Trouble using newer kernel/btrfs-progs

Just a heads up, but if you are compiling your own kernel/btrfs-progs, and using them with Rockstor, it looks like some of the parsing logic around btrfs scrub is breaking. This causes the scrub pages to show a status of unknown

I am currently running btrfs-progs v5.2.1 and kernel 5.2.3.

At some point in the 5 series (maybe 5.1 or 5.2, not sure), the output of

btrfs scrub status -R /mnt2/<PoolName>

has changed.
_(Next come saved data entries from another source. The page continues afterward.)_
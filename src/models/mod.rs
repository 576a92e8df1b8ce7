//! Anomaly model components

pub mod forest;
pub mod inference;
pub mod loader;
pub mod scaler;

pub use forest::IsolationForest;
pub use inference::{FittedModel, IsolationForestModel, ModelScores};
pub use loader::ModelStore;
pub use scaler::StandardScaler;

use crate::error::Result;
use ndarray::Array2;

/// Unsupervised detector over a numeric feature matrix.
///
/// `fit` replaces all fitted state atomically: on error the previous state, if any,
/// is still usable. `score` never refits.
pub trait AnomalyModel: Send + Sync {
    /// Fit on every row of `data`.
    fn fit(&mut self, data: &Array2<f64>) -> Result<()>;

    /// Decision scores (lower = more anomalous) and -1/+1 flags per row.
    fn score(&self, data: &Array2<f64>) -> Result<ModelScores>;

    /// Check if model is fitted
    fn is_fitted(&self) -> bool;

    /// Get model name
    fn name(&self) -> &str;
}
Before it looked like:

scrub status for b81bb956-547c-4bb1-948a-78329fbcab18
	scrub started at Sat Aug 31 10:00:01 2019 and finished after 00:02:53
	data_extents_scrubbed: 246073
	tree_extents_scrubbed: 14808
	data_bytes_scrubbed: 3190272000
	tree_bytes_scrubbed: 242614272
	...

The new format is:

UUID:             b81bb956-547c-4bb1-948a-78329fbcab18
Scrub started:    Sat Aug 31 10:00:01 2019
Status:           finished
Duration:         0:02:53
	data_extents_scrubbed: 246073
	tree_extents_scrubbed: 14808
	data_bytes_scrubbed: 3190272000
	tree_bytes_scrubbed: 242614272
	...

I’m not a Python expert, but I think what needs to change is in src/rockstor/fs/btrfs.py in the scrub_status method.
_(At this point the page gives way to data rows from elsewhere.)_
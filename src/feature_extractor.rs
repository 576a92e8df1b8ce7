//! Behavioral feature extraction over the unified dataset.
//!
//! Every feature is a population statistic (group count or group mean) broadcast back
//! to the member rows, so features are always computed over the whole table at once.

use crate::types::transaction::{
    CanonicalTransaction, DerivedFeatures, EnrichedTransaction, MODEL_FEATURES,
};
use ndarray::Array2;
use std::collections::HashMap;
use tracing::{debug, warn};

/// Enriched rows plus the rows that had to be discarded
#[derive(Debug, Clone, Default)]
pub struct FeatureSet {
    pub rows: Vec<EnrichedTransaction>,
    /// Rows whose amount deviation was not finite
    pub dropped_non_finite: u64,
}

/// Derives `vendor_txn_count`, `dept_avg_amount` and `amount_deviation`.
pub struct FeatureExtractor;

impl FeatureExtractor {
    /// Create a new feature extractor.
    pub fn new() -> Self {
        Self
    }

    /// Attach group-statistic features to every record.
    ///
    /// Rows with a non-finite deviation are dropped. Dropping changes the population,
    /// so statistics are recomputed until every remaining row is consistent with them.
    pub fn extract(&self, mut records: Vec<CanonicalTransaction>) -> FeatureSet {
        let mut dropped_non_finite = 0u64;

        loop {
            let features = compute_features(&records);
            let (finite, non_finite): (Vec<_>, Vec<_>) = records
                .into_iter()
                .zip(features)
                .partition(|(_, f)| f.dept_avg_amount.is_finite() && f.amount_deviation.is_finite());

            if non_finite.is_empty() {
                debug!(
                    rows = finite.len(),
                    dropped = dropped_non_finite,
                    "Features extracted"
                );
                return FeatureSet {
                    rows: finite
                        .into_iter()
                        .map(|(record, features)| EnrichedTransaction { record, features })
                        .collect(),
                    dropped_non_finite,
                };
            }

            warn!(
                rows = non_finite.len(),
                "Dropping rows with non-finite amount deviation"
            );
            dropped_non_finite += non_finite.len() as u64;
            records = finite.into_iter().map(|(record, _)| record).collect();
        }
    }

    /// Model input matrix, one row per transaction, columns ordered as [`MODEL_FEATURES`].
    pub fn matrix(&self, rows: &[EnrichedTransaction]) -> Array2<f64> {
        let mut matrix = Array2::zeros((rows.len(), MODEL_FEATURES.len()));
        for (mut out, row) in matrix.rows_mut().into_iter().zip(rows) {
            for (cell, value) in out.iter_mut().zip(row.model_input()) {
                *cell = value;
            }
        }
        matrix
    }

    /// Get the number of model input features.
    pub fn feature_count(&self) -> usize {
        MODEL_FEATURES.len()
    }

    /// Get model input feature names, in matrix order.
    pub fn feature_names(&self) -> Vec<&'static str> {
        MODEL_FEATURES.to_vec()
    }
}

impl Default for FeatureExtractor {
    fn default() -> Self {
        Self::new()
    }
}

fn compute_features(records: &[CanonicalTransaction]) -> Vec<DerivedFeatures> {
    let mut vendor_counts: HashMap<&str, u64> = HashMap::new();
    let mut dept_totals: HashMap<&str, (f64, u64)> = HashMap::new();

    for record in records {
        *vendor_counts.entry(record.vendor.as_str()).or_insert(0) += 1;
        let total = dept_totals
            .entry(record.department.as_str())
            .or_insert((0.0, 0));
        total.0 += record.amount;
        total.1 += 1;
    }

    let dept_means: HashMap<&str, f64> = dept_totals
        .into_iter()
        .map(|(dept, (sum, count))| (dept, sum / count as f64))
        .collect();

    records
        .iter()
        .map(|record| {
            let dept_avg_amount = dept_means[record.department.as_str()];
            DerivedFeatures {
                vendor_txn_count: vendor_counts[record.vendor.as_str()],
                dept_avg_amount,
                amount_deviation: record.amount / dept_avg_amount,
            }
        })
        .collect()
}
For the status checks, out[1] should change to out[3]
For the duration checks, out[1] should change to out[4]
For the data_bytes scrubbed, out[2:-1] should change to out[5:-1]

I’m not sure how exactly to make and test the change on my local install. Can I just update the btrfs.py file? Do I need to somehow build/compile it? Or will the changes to the python file just be picked up automatically?

1 Like

@kupan787 Hello again and nice find.

Yes, we have been expecting this for our pending openSUSE based offerings which in their LEAP15.x offerings get periodic btrfs backports and the Tumbleweed pretty much uses current kernels / btrfs-progs every few days.
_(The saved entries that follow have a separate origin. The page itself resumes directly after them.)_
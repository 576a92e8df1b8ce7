//! Synthetic Source Generator
//!
//! Writes four demo CSV sources in the layouts the default configuration maps:
//! card transactions, a preprocessed payments table, a mobile-money log and a
//! departmental ledger. A small share of rows in each is an injected outlier.

use anyhow::{Context, Result};
use rand::rngs::StdRng;
use rand::{Rng, SeedableRng};
use std::path::Path;
use tracing::info;

const DEPARTMENTS: [&str; 5] = ["Finance", "Operations", "IT", "Marketing", "Facilities"];
const PAYSIM_TYPES: [&str; 5] = ["PAYMENT", "TRANSFER", "CASH_OUT", "DEBIT", "CASH_IN"];

/// Generates rows for one source with a fixed outlier rate.
struct SourceGenerator {
    rng: StdRng,
    outlier_rate: f64,
    outliers: usize,
}

impl SourceGenerator {
    fn new(seed: u64, outlier_rate: f64) -> Self {
        Self {
            rng: StdRng::seed_from_u64(seed),
            outlier_rate,
            outliers: 0,
        }
    }

    /// A typical amount, or a much larger one for an injected outlier.
    fn amount(&mut self, typical: f64) -> f64 {
        let base = typical * self.rng.gen_range(0.2..1.8);
        let value = if self.rng.gen_bool(self.outlier_rate) {
            self.outliers += 1;
            base * self.rng.gen_range(40.0..120.0)
        } else {
            base
        };
        (value * 100.0).round() / 100.0
    }

    fn choice<'a>(&mut self, choices: &[&'a str]) -> &'a str {
        choices[self.rng.gen_range(0..choices.len())]
    }

    fn noise(&mut self) -> f64 {
        self.rng.gen_range(-3.0..3.0)
    }
}

/// Card data: `Time`, anonymized components, `Amount`.
fn write_creditcard(path: &Path, rows: usize, generator: &mut SourceGenerator) -> Result<()> {
    let mut writer = csv::Writer::from_path(path)?;
    writer.write_record(["Time", "V1", "V2", "V3", "V4", "Amount"])?;

    let mut time = 0.0_f64;
    for _ in 0..rows {
        time += generator.rng.gen_range(0.0..4.0_f64).floor();
        let amount = generator.amount(88.0);
        writer.write_record(&[
            time.to_string(),
            format!("{:.6}", generator.noise()),
            format!("{:.6}", generator.noise()),
            format!("{:.6}", generator.noise()),
            format!("{:.6}", generator.noise()),
            amount.to_string(),
        ])?;
    }
    writer.flush()?;
    Ok(())
}

/// Preprocessed payments: numbered features only, the first one carries the value.
fn write_preprocessed(path: &Path, rows: usize, generator: &mut SourceGenerator) -> Result<()> {
    let mut writer = csv::Writer::from_path(path)?;
    writer.write_record(["feat_0", "feat_1", "feat_2", "feat_3"])?;

    for _ in 0..rows {
        let value = generator.amount(135.0);
        writer.write_record(&[
            value.to_string(),
            generator.rng.gen_range(1000..18000).to_string(),
            generator.rng.gen_range(0..12).to_string(),
            format!("{:.4}", generator.noise()),
        ])?;
    }
    writer.flush()?;
    Ok(())
}

/// Mobile money: `step`, `type`, `amount`, `nameOrig`, `nameDest`.
fn write_paysim(path: &Path, rows: usize, generator: &mut SourceGenerator) -> Result<()> {
    let mut writer = csv::Writer::from_path(path)?;
    writer.write_record(["step", "type", "amount", "nameOrig", "nameDest"])?;

    let destinations = (rows / 4).max(1);
    for i in 0..rows {
        let step = 1 + i / 50;
        let kind = generator.choice(&PAYSIM_TYPES);
        let amount = generator.amount(1800.0);
        writer.write_record(&[
            step.to_string(),
            kind.to_string(),
            amount.to_string(),
            format!("C{}", generator.rng.gen_range(1_000_000_000_u64..2_000_000_000)),
            format!("M{:09}", generator.rng.gen_range(0..destinations)),
        ])?;
    }
    writer.flush()?;
    Ok(())
}

/// Ledger: department and vendor text columns followed by the invoice total.
fn write_ledger(path: &Path, rows: usize, generator: &mut SourceGenerator) -> Result<()> {
    let mut writer = csv::Writer::from_path(path)?;
    writer.write_record(["Department", "Vendor Name", "Invoice Total"])?;

    let vendors = (rows / 10).max(1);
    for _ in 0..rows {
        let department = generator.choice(&DEPARTMENTS);
        let vendor = format!("Vendor {:03}", generator.rng.gen_range(0..vendors));
        let total = generator.amount(620.0);
        writer.write_record(&[department.to_string(), vendor, total.to_string()])?;
    }
    writer.flush()?;
    Ok(())
}

type Writer = fn(&Path, usize, &mut SourceGenerator) -> Result<()>;

fn main() -> Result<()> {
    tracing_subscriber::fmt()
        .with_env_filter(
            tracing_subscriber::EnvFilter::from_default_env()
                .add_directive("synth_sources=info".parse()?),
        )
        .init();

    // Parse arguments
    let args: Vec<String> = std::env::args().collect();
    let out_dir = args.get(1).map(|s| s.as_str()).unwrap_or("data");
    let rows: usize = args.get(2).and_then(|s| s.parse().ok()).unwrap_or(2000);
    let outlier_rate: f64 = args.get(3).and_then(|s| s.parse().ok()).unwrap_or(0.01);
    let seed: u64 = args.get(4).and_then(|s| s.parse().ok()).unwrap_or(7);

    if !(0.0..=1.0).contains(&outlier_rate) {
        anyhow::bail!("outlier rate {} must be within [0, 1]", outlier_rate);
    }

    info!(
        out_dir = %out_dir,
        rows = rows,
        outlier_rate = outlier_rate,
        seed = seed,
        "Generating synthetic sources"
    );

    let out_dir = Path::new(out_dir);
    std::fs::create_dir_all(out_dir)
        .with_context(|| format!("Failed to create {}", out_dir.display()))?;

    let sources: [(&str, Writer); 4] = [
        ("creditcard.csv", write_creditcard),
        ("fraud_train_preproccessed.csv", write_preprocessed),
        ("paysim.csv", write_paysim),
        ("receiver_general.csv", write_ledger),
    ];

    for (i, (file_name, write)) in sources.iter().enumerate() {
        let path = out_dir.join(file_name);
        let mut generator = SourceGenerator::new(seed.wrapping_add(i as u64), outlier_rate);
        write(&path, rows, &mut generator)
            .with_context(|| format!("Failed to write {}", path.display()))?;
        info!(
            path = %path.display(),
            rows = rows,
            outliers = generator.outliers,
            "Source written"
        );
    }

    Ok(())
}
To the upstream change origin I think the following btrfs-progs is related:

https://github.com/kdave/btrfs-progs/pull/177

with another very minor formatting change re “Scrub resumed: …” in the following:

https://github.com/kdave/btrfs-progs/pull/190/files

Yes I’d say that’s spot on:

Yes, but re:

No, but you will have to restart the rockstor service for your code changes to take effect.

systemctl restart rockstor

Yes, once the above rockstor service restart has been completed.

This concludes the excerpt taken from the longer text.